B: Both Aviation Week and we here at DT have pointed out that key to a modern stealth jet’s effectiveness are its weapons and sensor loads. The J-20 is a big airplane and may have the ability to carry some serious sensors along with the computers and datalinks to process and covertly share the information they collect. The jet’s size also means it could carry some plenty of weaponry in an internal weapons bay. But, fifth-generation avionics and weapon systems integration can take a long time to master. We don’t know how far along China is in this department. i
C: It may just be a one-off technology demonstrator, we just don’t know. Aviation Week points out that, in some ways, the design resembles Russia’s old MiG 1.42 tech demonstrator. That program began in the 1980s in response to the F-22 and was cancelled in 1997 due to rising costs.
(It looks like Russia used the lessons it learned from the MiG 1.42 to build the PAK FA which it plans to field in the next decade. That jet is rumored to sacrifice stealth for increased maneuverability against the United States’ F-22 Raptor.)

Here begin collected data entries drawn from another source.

//! Data model: exponent vectors, monomial ideals, and the id translator.

pub mod ideal;
pub mod term;
pub mod translator;

pub use ideal::Ideal;
pub use term::{Exponent, Term};
pub use translator::TermTranslator;
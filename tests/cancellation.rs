//! Cooperative cancellation: the run ends cleanly, the consumer is closed,
//! and output emitted before the flag was observed stays valid.

mod util;

use monomial_slice::prelude::*;
use util::ideal;

/// Counts consumed slices and trips the cancellation flag after the first
/// emission.
struct CancelAfterFirst<'a> {
    inner: Box<dyn SliceStrategy>,
    flag: &'a CancelFlag,
    consumed: usize,
}

impl SliceStrategy for CancelAfterFirst<'_> {
    fn simplify(&mut self, slice: &mut Slice) -> Result<bool, SliceError> {
        self.inner.simplify(slice)
    }

    fn get_pivot(&mut self, slice: &Slice) -> Result<Term, SliceError> {
        self.inner.get_pivot(slice)
    }

    fn consumed(&mut self, slice: &Slice) {
        self.consumed += 1;
        // Trivial base cases also land here; only an emitting one counts as
        // "the first emission".
        if !slice.is_trivial_base() {
            self.flag.cancel();
        }
    }
}

struct CountingSink {
    terms: Vec<Term>,
    done_calls: usize,
}

impl TermConsumer for CountingSink {
    fn consume(&mut self, term: &Term) {
        self.terms.push(term.clone());
    }

    fn done_consuming(&mut self) {
        self.done_calls += 1;
    }
}

#[test]
fn cancel_after_first_emission() {
    // Plenty of components, but the strategy cancels after one.
    let input = ideal(2, &[&[4, 0], &[3, 1], &[2, 2], &[1, 3], &[0, 4]]);

    let flag = CancelFlag::new();
    let mut config = StrategyConfig::new();
    config.set("independence-split", "off").unwrap();
    let mut strategy = CancelAfterFirst {
        inner: config.build(),
        flag: &flag,
        consumed: 0,
    };
    let mut sink = CountingSink {
        terms: Vec::new(),
        done_calls: 0,
    };

    let result = run(
        msm::new_slice(input),
        &mut strategy,
        &mut sink,
        Some(&flag),
    );

    assert_eq!(result, Err(SliceError::Cancelled));
    assert_eq!(sink.done_calls, 1, "done_consuming runs exactly once");
    assert_eq!(sink.terms.len(), 1, "exactly one term before cancellation");
}

#[test]
fn uncancelled_flag_changes_nothing() {
    let input = ideal(2, &[&[2, 0], &[1, 1], &[0, 2]]);
    let flag = CancelFlag::new();
    let mut strategy = StrategyConfig::new().build();
    let mut rec = TermRecorder::new(2);
    run(msm::new_slice(input), strategy.as_mut(), &mut rec, Some(&flag)).unwrap();
    assert_eq!(rec.terms().len(), 2);
    assert!(!flag.is_cancelled());
}
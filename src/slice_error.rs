//! SliceError: unified error type for monomial-slice public APIs
//!
//! This error type is used throughout the crate to provide robust,
//! non-panicking error handling for all public APIs. The engine performs no
//! local retries; every error other than [`SliceError::Cancelled`] indicates
//! a condition the caller must fix.

use thiserror::Error;

/// Unified error type for monomial-slice operations.
#[derive(Debug, Error, Clone, PartialEq, Eq)]
pub enum SliceError {
    /// Two objects of differing arity met in one operation.
    #[error("arity mismatch: expected {expected} variables, got {actual}")]
    ArityMismatch { expected: usize, actual: usize },
    /// A variable index outside the ambient ring was supplied.
    #[error("variable {var} out of range for a ring of {var_count} variables")]
    VariableOutOfRange { var: usize, var_count: usize },
    /// A strategy produced a pivot that would not shrink both children.
    #[error("split precondition violated: {0}")]
    PreconditionViolated(&'static str),
    /// The cooperative cancellation flag was observed between frontier pops.
    /// Output emitted before this point is valid.
    #[error("computation cancelled")]
    Cancelled,
    /// An exponent left the machine-word range. The engine assumes exponents
    /// fit in a word; large exponents belong behind a `TermTranslator`.
    #[error("exponent overflow on variable {var}")]
    ExponentOverflow { var: usize },
    /// A translator was asked about an exponent id it never assigned.
    #[error("unknown exponent id {id} on variable {var}")]
    UnknownExponentId { var: usize, id: u64 },
    /// The strategy factory saw an option name it does not recognize.
    #[error("unknown strategy option `{0}`")]
    UnknownOption(String),
    /// The strategy factory saw a bad value for a known option.
    #[error("invalid value `{value}` for strategy option `{name}`")]
    InvalidOptionValue { name: String, value: String },
    /// The Alexander dual point must dominate the lcm of the ideal.
    #[error("Alexander dual point is below the lcm at variable {var}")]
    DualPointBelowLcm { var: usize },
}
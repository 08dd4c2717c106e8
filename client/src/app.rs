//! Root application component with routing and the auth context.

use leptos::prelude::*;
use leptos_meta::{Title, provide_meta_context};
use leptos_router::{
    ParamSegment, StaticSegment,
    components::{Route, Router, Routes},
};

use crate::components::require_auth::RequireAuth;
use crate::pages::{
    auth_callback::AuthCallbackPage, create_project::CreateProjectPage, dashboard::DashboardPage, home::HomePage,
    login::LoginPage, project::ProjectPage,
};
use crate::state::auth::AuthContext;

/// Root application component.
///
/// Provides the session handle, rehydrates it once before any route
/// renders, and sets up client-side routing.
#[component]
pub fn App() -> impl IntoView {
    provide_meta_context();

    let auth = AuthContext::provide();
    auth.rehydrate();

    view! {
        <Title text="DeployHub"/>

        <Router>
            <Routes fallback=|| "Page not found.".into_view()>
                <Route path=StaticSegment("") view=HomePage/>
                <Route path=StaticSegment("login") view=LoginPage/>
                <Route path=(StaticSegment("auth"), StaticSegment("callback")) view=AuthCallbackPage/>
                <Route path=(StaticSegment("login"), StaticSegment("callback")) view=AuthCallbackPage/>
                <Route
                    path=StaticSegment("dashboard")
                    view=|| view! { <RequireAuth><DashboardPage/></RequireAuth> }
                />
                <Route
                    path=(StaticSegment("projects"), StaticSegment("new"))
                    view=|| view! { <RequireAuth><CreateProjectPage/></RequireAuth> }
                />
                <Route
                    path=(StaticSegment("projects"), ParamSegment("id"))
                    view=|| view! { <RequireAuth><ProjectPage/></RequireAuth> }
                />
            </Routes>
        </Router>
    }
}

This comes as House Armed Services Committee Chairman Buck McKeon said recently that the J-20 was designed with Russian help. Some also speculate that the J-20 was designed using information stolen from the F-35 program during a cyber attack a few years ago. Never underestimate the ability of blatant theft to make up for a lack of experience. Maybe this data wasn’t used to design the airframe but it could be used to tweak the electronic warfare systems of a future Chinese fighter.
If the J-20 is just a tech demonstrator, the PLAAF might not have an operational stealth jet by 2020 as some are worrying, especially if it needs to figure out how to master the sensor issues. By this time, the U.S. will hopefully have more than mastered fifth-generation aircraft technology (in light of all of the F-35’s teething problems) and will be applying that knowledge toward quickly fielding its sixth-gen jets.
Still, China’s ability to rapidly develop this technology shows that the U.S. can’t ignore high-end threats and must keep its R&D shops humming. If the J-20 isn’t designed to defeat the F-22 and F-35, it’s follow-on will be.